Over the previous decade, in his musical side-career away from comedy, Tim Heidecker has amassed a deep catalog of soft-rock songs about mortality and heartbreak, political dystopia and on a regular basis existentialism. And but, one of the vital poignant tracks on his newest album, Excessive College, is generally a few Neil Younger video—extra particularly, Younger’s 1993’s Unplugged efficiency of “Harvest Moon.” The story goes like this: Heidecker is a youngster in Allentown, Pennsylvania, watching MTV on a Saturday night time. Transfixed by Younger’s efficiency, he learns the tune on guitar and performs it for his mother and father. They are saying he sounds nice, however then once more, that’s what they are saying about the whole lot he does. He goes out and buys the album and feels dissatisfied by the extra elaborate studio rendition. Ultimately, he learns to understand that model, too, and consists of it on a mixture CD for a crush, who breaks up with him not lengthy after.
So far as autobiographical songwriting goes, this isn’t probably the most riveting supply materials. And as Heidecker sings it—one humdrum element at a time, with little poetic embellishment—he appears to amplify simply how bizarre the entire thing is. However there’s something profound and true about Heidecker’s journey by the previous on Excessive College, a home-recorded idea album about his adolescence. Co-produced with a backing band of Drew Erickson, Eric D. Johnson of Fruit Bats, and Mac DeMarco, the music glides with the reflective sheen of Nineteen Eighties singer-songwriter statements like Bruce Springsteen’s Tunnel of Love and Randy Newman’s Hassle in Paradise. With a buoyant, lived-in sound and a few of Heidecker’s warmest and most empathetic writing, every tune looks like a spiral towards some deeper fact about how we find yourself because the adults we’re.

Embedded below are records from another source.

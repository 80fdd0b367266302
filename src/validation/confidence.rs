// Tue Jan 13 2026 - Alex

use serde::Serialize;
use std::fmt;

/// Occurrence-count heuristic for a candidate parameter location. A single hit
/// looks coincidental, a large count looks like common data, a handful of hits
/// scores highest.
pub fn confidence_for_occurrences(occurrences: usize) -> f64 {
    match occurrences {
        0..=1 => 0.1,
        2..=5 => 0.9,
        6..=10 => 0.7,
        11..=20 => 0.5,
        _ => 0.2,
    }
}

#[derive(Debug, Clone, Copy, PartialEq, Eq, Serialize)]
pub enum ConfidenceLevel {
    VeryHigh,
    High,
    Medium,
    Low,
    VeryLow,
}

impl ConfidenceLevel {
    pub fn from_score(score: f64) -> Self {
        if score >= 0.9 {
            ConfidenceLevel::VeryHigh
        } else if score >= 0.7 {
            ConfidenceLevel::High
        } else if score >= 0.5 {
            ConfidenceLevel::Medium
        } else if score >= 0.2 {
            ConfidenceLevel::Low
        } else {
            ConfidenceLevel::VeryLow
        }
    }

    pub fn as_str(&self) -> &'static str {
        match self {
            ConfidenceLevel::VeryHigh => "Very High",
            ConfidenceLevel::High => "High",
            ConfidenceLevel::Medium => "Medium",
            ConfidenceLevel::Low => "Low",
            ConfidenceLevel::VeryLow => "Very Low",
        }
    }
}

impl fmt::Display for ConfidenceLevel {
    fn fmt(&self, f: &mut fmt::Formatter<'_>) -> fmt::Result {
        write!(f, "{}", self.as_str())
    }
}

Take, for instance, the central character in “Buddy,” a neighborhood stoner whose devolution right into a cautionary story occurs so subtly that it’s onerous to pinpoint precisely when it takes place. It’s a eulogy delivered like a campfire singalong, as Heidecker’s perspective shifts from a personality research to a second of self-interrogation: “Do you assume I allow you to down? We misplaced contact the minute I moved out of city,” he sings, sadly. Lots of the songs take comparable leaps, by no means providing a way of decision or an ethical to their tales. As an alternative, Heidecker focuses on why these open-ended childhood reminiscences have a tendency to stay with us, why we revisit them a long time later, nonetheless turning them over and retracing our steps.